# AAR Frontsight training



## Loki (Nov 19, 2013)

I trained with this organization in 1996 in Arvin Ca. when they first started, really before they started.

*AAR Frontsight debrief*
Pistol 2 day class skill builder.
This class is designed to polish skills and prepare the student population for the more advanced courses. You must be a graduate of their basic course before you can attend this class.

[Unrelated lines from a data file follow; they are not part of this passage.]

//! Broadband router rows.
//!
//! Each row with an interface name becomes an interface block. Gateways are
//! collected across all rows: the last WAN gateway becomes the default route,
//! every LAN gateway adds a static route for the row's network. The routing
//! block is emitted once, after the last interface.

use super::switch::ipv4_field;
use super::{finish_block, CommandBlock, CommandPlan, CONFIGURE};
use crate::rows::{NetworkType, RouterRow, RowError};
use log::{debug, info, warn};
use std::net::Ipv4Addr;

pub const FILE_HEADER: [&str; 3] = ["! Cisco Router Configuration", "! Generated from CSV", ""];
pub const FILE_FOOTER: [&str; 1] = ["! End of Configuration"];

/// Accumulates interface blocks and routing state over a router sheet
#[derive(Debug, Default)]
pub struct RouterPlanner {
    interfaces: Vec<CommandBlock>,
    default_gateway: Option<String>,
    static_routes: Vec<String>,
}

impl RouterPlanner {
    pub fn new() -> Self {
        Self::default()
    }

    /// Process one row: interface commands and routing state
    pub fn add_row(&mut self, row: &RouterRow) -> Result<(), RowError> {
        info!("Processing row {}: interface '{}' ({})", row.number, row.interface, row.network);

        if let Some(block) = interface_block(row)? {
            self.interfaces.push(block);
        }

        let Some(gateway) = row.gateway() else {
            return Ok(());
        };
        let gateway = ipv4_field(row.number, "gateway", gateway)?;

        match row.network_type() {
            NetworkType::Wan => {
                if let Some(previous) = self.default_gateway.replace(gateway.to_string()) {
                    warn!(
                        "Row {}: WAN gateway {} replaces earlier gateway {}",
                        row.number, gateway, previous
                    );
                }
            }
            NetworkType::Lan => {
                let (network, mask) = lan_network(row)?;
                let route = format!("ip route {} {} {}", network, mask, gateway);
                debug!("Row {}: queued static route '{}'", row.number, route);
                self.static_routes.push(route);
            }
            NetworkType::Other(kind) => {
                debug!("Row {}: gateway ignored for network type '{}'", row.number, kind);
            }
        }
        Ok(())
    }

    pub fn default_gateway(&self) -> Option<&str> {
        self.default_gateway.as_deref()
    }

    pub fn static_routes(&self) -> &[String] {
        &self.static_routes
    }

    /// Routing commands: default route first, then static routes in row order
    pub fn routing_block(&self) -> CommandBlock {
        let mut block = CommandBlock::new("routing");
        if let Some(gateway) = &self.default_gateway {
            block.push(format!("ip route 0.0.0.0 0.0.0.0 {}", gateway));
        }
        block.lines.extend(self.static_routes.iter().cloned());
        block
    }

    /// Assemble the final plan
    pub fn finish(self, save: bool) -> CommandPlan {
        let routing = self.routing_block();
        let mut plan = CommandPlan::new()
            .with_header(&FILE_HEADER)
            .with_footer(&FILE_FOOTER);
        plan.push(CommandBlock::new("bootstrap").line(CONFIGURE));
        plan.extend(self.interfaces);
        plan.push(routing);
        plan.push(finish_block(save));
        plan
    }
}

/// Build the plan for a whole router sheet
pub fn build_router_plan(rows: &[RouterRow], save: bool) -> Result<CommandPlan, RowError> {
    let mut planner = RouterPlanner::new();
    for row in rows {
        planner.add_row(row)?;
    }
    Ok(planner.finish(save))
}

fn interface_block(row: &RouterRow) -> Result<Option<CommandBlock>, RowError> {
    if row.interface.is_empty() {
        return Ok(None);
    }

    let mut block = CommandBlock::new(format!("interface {}", row.interface))
        .line(format!("interface {}", row.interface));
    if !row.description.is_empty() {
        block.push(format!(" description {}", row.description));
    }

    if row.is_dhcp() {
        block.push(" ip address dhcp");
    } else if !row.ipaddress.is_empty() && !row.subnetmask.is_empty() {
        let address = ipv4_field(row.number, "address", &row.ipaddress)?;
        let mask = ipv4_field(row.number, "netmask", &row.subnetmask)?;
        block.push(format!(" ip address {} {}", address, mask));
    }

    if !row.vlan.is_empty() && row.vlan != "0" {
        block.push(format!(" switchport access vlan {}", row.vlan));
    }
    block.push(" no shutdown");
    Ok(Some(block))
}

/// Network address and mask of a LAN row
fn lan_network(row: &RouterRow) -> Result<(Ipv4Addr, Ipv4Addr), RowError> {
    let parse = |field: &'static str, value: &str| {
        value.parse::<Ipv4Addr>().map_err(|_| RowError::InvalidAddress {
            row: row.number,
            field,
            value: value.to_string(),
        })
    };
    let address = parse("address", &row.ipaddress)?;
    let mask = parse("netmask", &row.subnetmask)?;
    let network = Ipv4Addr::from(u32::from(address) & u32::from(mask));
    Ok((network, mask))
}

#[cfg(test)]
mod tests {
    use super::*;

    fn row(network: &str, interface: &str, ip: &str, mask: &str, gateway: &str) -> RouterRow {
        RouterRow {
            number: 1,
            network: network.to_string(),
            interface: interface.to_string(),
            description: format!("{} link", network),
            vlan: "0".to_string(),
            ipaddress: ip.to_string(),
            subnetmask: mask.to_string(),
            defaultgateway: gateway.to_string(),
        }
    }

    #[test]
    fn test_interface_block_static_address() {
        let mut r = row("lan", "Gi0/1", "192.168.1.1", "255.255.255.0", "");
        r.vlan = "10".to_string();
        let block = interface_block(&r).unwrap().unwrap();
        assert_eq!(
            block.lines,
            vec![
                "interface Gi0/1",
                " description lan link",
                " ip address 192.168.1.1 255.255.255.0",
                " switchport access vlan 10",
                " no shutdown",
            ]
        );
    }

    #[test]
    fn test_interface_block_dhcp_ignores_mask() {
        let r = row("wan", "Gi0/0", "DHCP", "255.255.255.0", "");
        let block = interface_block(&r).unwrap().unwrap();
        assert_eq!(
            block.lines,
            vec!["interface Gi0/0", " description wan link", " ip address dhcp", " no shutdown"]
        );
    }

    #[test]
    fn test_row_without_interface_only_routes() {
        let mut planner = RouterPlanner::new();
        planner
            .add_row(&row("lan", "", "10.9.0.0", "255.255.0.0", "10.0.0.254"))
            .unwrap();
        let plan = planner.finish(false);
        assert_eq!(
            plan.commands(),
            vec!["conf t", "ip route 10.9.0.0 255.255.0.0 10.0.0.254", "end"]
        );
    }

    #[test]
    fn test_last_wan_gateway_wins() {
        let rows = vec![
            row("wan", "Gi0/0", "dhcp", "", "198.51.100.1"),
            row("wan", "Gi0/2", "dhcp", "", "198.51.100.2"),
            row("lan", "Gi0/1", "172.16.5.1", "255.255.255.0", "172.16.5.254"),
        ];
        let mut planner = RouterPlanner::new();
        for r in &rows {
            planner.add_row(r).unwrap();
        }

        assert_eq!(planner.default_gateway(), Some("198.51.100.2"));
        assert_eq!(
            planner.routing_block().lines,
            vec![
                "ip route 0.0.0.0 0.0.0.0 198.51.100.2",
                "ip route 172.16.5.0 255.255.255.0 172.16.5.254",
            ]
        );
    }

    #[test]
    fn test_routing_block_follows_interfaces() {
        let rows = vec![
            row("lan", "Gi0/1", "192.168.1.1", "255.255.255.0", "192.168.1.254"),
            row("wan", "Gi0/0", "dhcp", "", "203.0.113.1"),
        ];
        let plan = build_router_plan(&rows, true).unwrap();
        let commands = plan.commands();
        let routes: Vec<_> = commands.iter().filter(|c| c.starts_with("ip route")).collect();

        assert_eq!(routes.len(), 2);
        assert_eq!(*routes[0], "ip route 0.0.0.0 0.0.0.0 203.0.113.1");
        let last_interface = commands.iter().rposition(|c| *c == " no shutdown").unwrap();
        let first_route = commands.iter().position(|c| c.starts_with("ip route")).unwrap();
        assert!(first_route > last_interface);
        assert_eq!(&commands[commands.len() - 2..], &["end", "wr mem"]);
    }

    #[test]
    fn test_lan_gateway_needs_address() {
        let err = RouterPlanner::new()
            .add_row(&row("lan", "Gi0/1", "dhcp", "", "10.0.0.1"))
            .unwrap_err();
        assert!(matches!(err, RowError::InvalidAddress { field: "address", .. }));
    }

    #[test]
    fn test_invalid_gateway_is_rejected() {
        let err = RouterPlanner::new()
            .add_row(&row("wan", "Gi0/0", "dhcp", "", "gateway"))
            .unwrap_err();
        assert!(matches!(err, RowError::InvalidAddress { field: "gateway", .. }));
    }

    #[test]
    fn test_other_network_gateway_is_ignored() {
        let mut planner = RouterPlanner::new();
        planner
            .add_row(&row("dmz", "Gi0/3", "10.5.0.1", "255.255.255.0", "10.5.0.254"))
            .unwrap();
        assert!(planner.routing_block().is_empty());
    }
}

I stayed in a hotel called "Saddle west" which was 65.00 per night.
November 2013.
Weather; perfect! 67-71f all day long.

37 students
3 instructors
Report time 0630hrs, flexible (you can arrive 40 minutes late and be good to go).
500 rounds, I shot 425 total.
Classroom started at 0800hrs​
*Day #1 *
Twenty minute safety brief move to range from a massive classroom. Instructor intros complete and off we went. 50% of the class was lecture, recap of all basic skills sets, Tac-reload, malfunctions, presentations, chamber checks all the normal stuff. Then we broke into to two groups. We were required to partner up and maintain 2-3 foot distance from the shooter while he / she was shooting. This in order to prevent accidents and provide coaching to the shooter. (Yes, a student coaching...). Which meant when you were off the line not on the firing string you had to be on the line with the other group and on them. Thankfully I had no partner. Another student who happened to be an instructor from the organization named "douchebag" was assigned to the target next to me.  He was introduced to the class as an off duty instructor. The young man had great difficulty hitting the scoring zone of the target with frequency and problems performing the basic manipulations.  Then his buddies, other instructors continued to visit him and talk during firing drills on the line and goof around in my area.
Douchebag stopped me during a chamber check and told me not to put my finger in the ejection port area because it was unsafe to touch the round in the chamber.
·  He said; “Stop, don’t ever put your finger in the ejection port and touch the round in the chamber.”
·  ME; “How do I determine at night whether it’s loaded?”
·  Douchebag; “use a flashlight and look”.
·  Me; “do you put the light in your mouth, hold it during a fight to light up the gun and look in the chamber to see if it is loaded?"
·  Douchebag; “yes, we use a flashlight".
·  Me; "fucking perfect, I never had any training and was a Postman and owned a flower shop.  So of course I didn't know all this high speed action guy stuff. I just didn't know and will ask you or the other instructors when I have a problem or cannot figure it out. I really appreciate your help and expertise"​Anyway later that day he discharged his weapon on two occasions during a non-firing dry practice drills. No response by the instructors... He claimed no previous military, law enforcement or professional experience. This guy knew everything and everybody. His dad was a “Hand to hand combat instructor” for Special forces and was on secret missions, his uncles were each a Navy SEAL, a Recon Marine and a Special Forces dude. He would walk all over the line giving advice and correcting students. No response by instructor staff. He also made a point of correcting the firing line every cycle and telling people to move up or back two inches to straighten the firing line.

*Day 2*
Start 0800hrs, short review and re-cap of skills again then they introduced concealment and everyone has to shoot from concealment. Now this got really fun since I had four people next to me that continued to wave their fucking muzzles around everywhere and were broke like football bats. Which was nice since it added to the training effect and high adventure mode. You know stress simulation, let's not forget douchebag on my left and the two retarded brain dead geriatrics to my right. So it was an exciting fun filled day. Then during qualification practice runs I had instructors come up and talk to me about my foot position, douchebag was horse playing ran into me while I was shooting bumping my gun off target. Another time some mystery instructor young friend of douchebag thought she saw my clothing in my holster, she stopped me as the beep went off and was ready to fire again on another practice run. I missed out on two more practice runs.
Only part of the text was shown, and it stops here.